OUTPUT="${2:-transcript_${VIDEO_ID}.txt}"

echo "Downloading subtitles for: $URL" >&2
echo "Video ID: $VIDEO_ID" >&2

# Try manual subs first, then auto-generated
SUBTITLE_FILE=""
for ATTEMPT in "write-sub" "write-auto-sub"; do
  yt-dlp \
    --skip-download \
    --"$ATTEMPT" \
    --sub-lang "$LANG" \
    --sub-format vtt \
    --convert-subs vtt \
    -o "$TMPDIR/subs" \
    "$URL" 2>/dev/null || true

  # Find the downloaded subtitle file
  FOUND=$(find "$TMPDIR" -name "*.vtt" -o -name "*.srt" | head -1)
  if [ -n "$FOUND" ]; then
    SUBTITLE_FILE="$FOUND"
    echo "Found subtitles ($ATTEMPT, $LANG)" >&2
    break
  fi
done

# If no English subs, try any language
if [ -z "$SUBTITLE_FILE" ]; then
  echo "No $LANG subtitles. Trying all languages..." >&2
  yt-dlp \
    --skip-download \
    --write-auto-sub \
    --sub-lang "en.*,fr,es,de,pt,ja,ko,zh" \
    --sub-format vtt \
    --convert-subs vtt \
    -o "$TMPDIR/subs" \
    "$URL" 2>/dev/null || true

  SUBTITLE_FILE=$(find "$TMPDIR" -name "*.vtt" -o -name "*.srt" | head -1)
fi

if [ -z "$SUBTITLE_FILE" ]; then
  echo "ERROR: No subtitles found for this video." >&2
  echo "Available subtitles:" >&2
  yt-dlp --list-subs "$URL" 2>/dev/null | tail -20 >&2
  exit 1
fi

# Clean VTT/SRT to plain text
python3 -c "
import re, sys

timestamps_mode = '$TIMESTAMPS' == 'timestamps'

with open('$SUBTITLE_FILE', 'r', encoding='utf-8') as f:
    content = f.read()

# Remove WEBVTT header and metadata
content = re.sub(r'^WEBVTT.*?\n\n', '', content, flags=re.DOTALL)
# Remove lines starting with NOTE or STYLE
content = re.sub(r'^(NOTE|STYLE).*?(\n\n|\Z)', '', content, flags=re.DOTALL | re.MULTILINE)

if timestamps_mode:
    # TIMESTAMPED MODE: preserve start times
    blocks = re.split(r'\n\n+', content.strip())
    seen = set()
    output_lines = []
    for block in blocks:
        lines = block.strip().split('\n')
        ts_match = re.search(r'(\d{2}:\d{2}:\d{2})[\.,]\d{3}\s*-->', block)
        text_lines = []
        for line in lines:
            line = line.strip()
            if re.match(r'^\d+$', line): continue
            if re.match(r'\d{2}:\d{2}:\d{2}', line): continue
            if not line: continue
            line = re.sub(r'<[^>]+>', '', line)
            line = re.sub(r'\{[^}]+\}', '', line)
            line = re.sub(r'align:start position:\d+%', '', line)
            line = line.strip()
            if line:
                text_lines.append(line)
        text = ' '.join(text_lines)
        if not text: continue
        if ts_match:
            output_lines.append((ts_match.group(1), text))
        else:
            output_lines.append(('', text))

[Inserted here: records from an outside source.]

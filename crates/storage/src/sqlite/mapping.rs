use chrono::{DateTime, Utc};
use exam_core::model::{
    AnswerRecord, AttemptId, ExamType, HistoryAnswer, Question, QuestionId, ScoreSummary,
    Selection, SessionId, SessionStatus, SubjectId, UserId,
};
use sqlx::Row;
use sqlx::sqlite::SqliteRow;

use crate::repository::{AttemptHeader, ScoreRow, StorageError};

pub(crate) fn ser<E: core::fmt::Display>(e: E) -> StorageError {
    StorageError::Serialization(e.to_string())
}

pub(crate) fn conn(e: sqlx::Error) -> StorageError {
    StorageError::Connection(e.to_string())
}

pub(crate) fn id_i64(field: &'static str, v: u64) -> Result<i64, StorageError> {
    i64::try_from(v).map_err(|_| StorageError::Serialization(format!("{field} overflow")))
}

pub(crate) fn usize_i64(field: &'static str, v: usize) -> Result<i64, StorageError> {
    i64::try_from(v).map_err(|_| StorageError::Serialization(format!("{field} overflow")))
}

fn i64_to_u64(field: &'static str, v: i64) -> Result<u64, StorageError> {
    u64::try_from(v).map_err(|_| StorageError::Serialization(format!("{field} sign overflow")))
}

fn u32_from_i64(field: &'static str, v: i64) -> Result<u32, StorageError> {
    u32::try_from(v).map_err(|_| StorageError::Serialization(format!("invalid {field}: {v}")))
}

fn u16_from_i64(field: &'static str, v: i64) -> Result<u16, StorageError> {
    u16::try_from(v).map_err(|_| StorageError::Serialization(format!("invalid {field}: {v}")))
}

fn usize_from_i64(field: &'static str, v: i64) -> Result<usize, StorageError> {
    usize::try_from(v).map_err(|_| StorageError::Serialization(format!("invalid {field}: {v}")))
}

pub(crate) fn question_id_from_i64(v: i64) -> Result<QuestionId, StorageError> {
    Ok(QuestionId::new(i64_to_u64("question_id", v)?))
}

pub(crate) fn subject_id_from_i64(v: i64) -> Result<SubjectId, StorageError> {
    Ok(SubjectId::new(i64_to_u64("subject_id", v)?))
}

pub(crate) fn attempt_id_from_i64(v: i64) -> Result<AttemptId, StorageError> {
    Ok(AttemptId::new(i64_to_u64("attempt_id", v)?))
}

pub(crate) fn year_from_i64(v: i64) -> Result<u16, StorageError> {
    u16_from_i64("year", v)
}

fn exam_type_from(s: String) -> Result<ExamType, StorageError> {
    ExamType::new(s).map_err(ser)
}

fn selected_from(v: Option<i64>) -> Result<Option<usize>, StorageError> {
    v.map(|s| usize_from_i64("selected_option", s)).transpose()
}

pub(crate) fn selected_to_i64(v: Option<usize>) -> Result<Option<i64>, StorageError> {
    v.map(|s| usize_i64("selected_option", s)).transpose()
}

pub(crate) fn encode_selections(selections: &[Selection]) -> Result<String, StorageError> {
    serde_json::to_string(selections).map_err(ser)
}

pub(crate) fn encode_options(options: &[String]) -> Result<String, StorageError> {
    serde_json::to_string(options).map_err(ser)
}

pub(crate) fn map_question_row(row: &SqliteRow) -> Result<Question, StorageError> {
    let options_json: String = row.try_get("options_json").map_err(ser)?;
    let options: Vec<String> = serde_json::from_str(&options_json).map_err(ser)?;

    Question::new(
        question_id_from_i64(row.try_get::<i64, _>("id").map_err(ser)?)?,
        subject_id_from_i64(row.try_get::<i64, _>("subject_id").map_err(ser)?)?,
        row.try_get::<String, _>("subject").map_err(ser)?,
        year_from_i64(row.try_get::<i64, _>("year").map_err(ser)?)?,
        exam_type_from(row.try_get::<String, _>("exam_type").map_err(ser)?)?,
        row.try_get::<String, _>("prompt").map_err(ser)?,
        options,
        usize_from_i64(
            "correct_option",
            row.try_get::<i64, _>("correct_option").map_err(ser)?,
        )?,
        row.try_get::<Option<String>, _>("explanation")
            .map_err(ser)?,
    )
    .map_err(ser)
}

pub(crate) fn map_attempt_row(row: &SqliteRow) -> Result<AttemptHeader, StorageError> {
    let selections_json: String = row.try_get("selections_json").map_err(ser)?;
    let selections: Vec<Selection> = serde_json::from_str(&selections_json).map_err(ser)?;
    let status: String = row.try_get("status").map_err(ser)?;

    Ok(AttemptHeader {
        id: attempt_id_from_i64(row.try_get::<i64, _>("id").map_err(ser)?)?,
        user_id: UserId::new(row.try_get::<String, _>("user_id").map_err(ser)?).map_err(ser)?,
        exam_type: exam_type_from(row.try_get::<String, _>("exam_type").map_err(ser)?)?,
        selections,
        status: status.parse::<SessionStatus>().map_err(ser)?,
        time_limit_secs: u32_from_i64(
            "time_limit_secs",
            row.try_get::<i64, _>("time_limit_secs").map_err(ser)?,
        )?,
        remaining_secs: u32_from_i64(
            "remaining_secs",
            row.try_get::<i64, _>("remaining_secs").map_err(ser)?,
        )?,
        total_questions: u32_from_i64(
            "total_questions",
            row.try_get::<i64, _>("total_questions").map_err(ser)?,
        )?,
        created_at: row.try_get("created_at").map_err(ser)?,
        started_at: row.try_get("started_at").map_err(ser)?,
        finished_at: row.try_get("finished_at").map_err(ser)?,
    })
}

pub(crate) fn map_answer_row(row: &SqliteRow) -> Result<AnswerRecord, StorageError> {
    Ok(AnswerRecord {
        session_id: attempt_id_from_i64(row.try_get::<i64, _>("attempt_id").map_err(ser)?)?,
        question_id: question_id_from_i64(row.try_get::<i64, _>("question_id").map_err(ser)?)?,
        selected_option: selected_from(row.try_get("selected_option").map_err(ser)?)?,
        answered_at: row.try_get("answered_at").map_err(ser)?,
    })
}

/// Raw history rows are decoded leniently: option indices are passed through
/// so the reporter can flag out-of-range values.
pub(crate) fn map_history_row(row: &SqliteRow) -> Result<HistoryAnswer, StorageError> {
    let options_json: String = row.try_get("options_json").map_err(ser)?;
    let options: Vec<String> = serde_json::from_str(&options_json).map_err(ser)?;
    let started_at: Option<DateTime<Utc>> = row.try_get("started_at").map_err(ser)?;
    let created_at: DateTime<Utc> = row.try_get("created_at").map_err(ser)?;

    Ok(HistoryAnswer {
        attempt_id: attempt_id_from_i64(row.try_get::<i64, _>("attempt_id").map_err(ser)?)?,
        question_id: question_id_from_i64(row.try_get::<i64, _>("question_id").map_err(ser)?)?,
        subject_id: subject_id_from_i64(row.try_get::<i64, _>("subject_id").map_err(ser)?)?,
        subject: row.try_get("subject").map_err(ser)?,
        year: year_from_i64(row.try_get::<i64, _>("year").map_err(ser)?)?,
        exam_type: exam_type_from(row.try_get::<String, _>("exam_type").map_err(ser)?)?,
        selected_option: selected_from(row.try_get("selected_option").map_err(ser)?)?,
        correct_option: usize_from_i64(
            "correct_option",
            row.try_get::<i64, _>("correct_option").map_err(ser)?,
        )?,
        option_count: options.len(),
        attempt_started_at: started_at.unwrap_or(created_at),
        answered_at: row.try_get("answered_at").map_err(ser)?,
    })
}

pub(crate) fn map_score_row(row: &SqliteRow) -> Result<ScoreRow, StorageError> {
    let summary = ScoreSummary {
        session_id: SessionId::new(i64_to_u64(
            "session_id",
            row.try_get::<i64, _>("session_id").map_err(ser)?,
        )?),
        subject_id: subject_id_from_i64(row.try_get::<i64, _>("subject_id").map_err(ser)?)?,
        subject: row.try_get("subject").map_err(ser)?,
        total_questions: u32_from_i64(
            "total_questions",
            row.try_get::<i64, _>("total_questions").map_err(ser)?,
        )?,
        correct_count: u32_from_i64(
            "correct_count",
            row.try_get::<i64, _>("correct_count").map_err(ser)?,
        )?,
        percentage: u8::try_from(row.try_get::<i64, _>("percentage").map_err(ser)?)
            .map_err(ser)?,
    };
    Ok(ScoreRow {
        summary,
        completed_at: row.try_get("completed_at").map_err(ser)?,
    })
}

#[cfg(test)]
mod tests {
    use super::*;

    #[test]
    fn negative_ids_are_rejected() {
        assert!(question_id_from_i64(-1).is_err());
        assert_eq!(question_id_from_i64(7).unwrap(), QuestionId::new(7));
    }

    #[test]
    fn selections_encode_as_json() {
        let json = encode_selections(&[Selection::new(SubjectId::new(1), 2020)]).unwrap();
        let back: Vec<Selection> = serde_json::from_str(&json).unwrap();
        assert_eq!(back, vec![Selection::new(SubjectId::new(1), 2020)]);
    }

    #[test]
    fn year_must_fit_u16() {
        assert!(year_from_i64(70_000).is_err());
        assert_eq!(year_from_i64(2020).unwrap(), 2020);
    }
}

    # Merge overlapping auto-sub segments
    merged = []
    full_text = ''
    for ts, text in output_lines:
        # Find how much of this text is new (not in accumulated text)
        words = text.split()
        new_start = 0
        for i in range(len(words), 0, -1):
            chunk = ' '.join(words[:i])
            if chunk in full_text:
                new_start = i
                break
        new_words = ' '.join(words[new_start:])
        if new_words:
            full_text += ' ' + new_words
            if not merged or len(full_text.split()) % 25 < len(new_words.split()):
                merged.append(f'[{ts}] ' + new_words.strip() if ts else new_words.strip())
            else:
                merged[-1] += ' ' + new_words.strip()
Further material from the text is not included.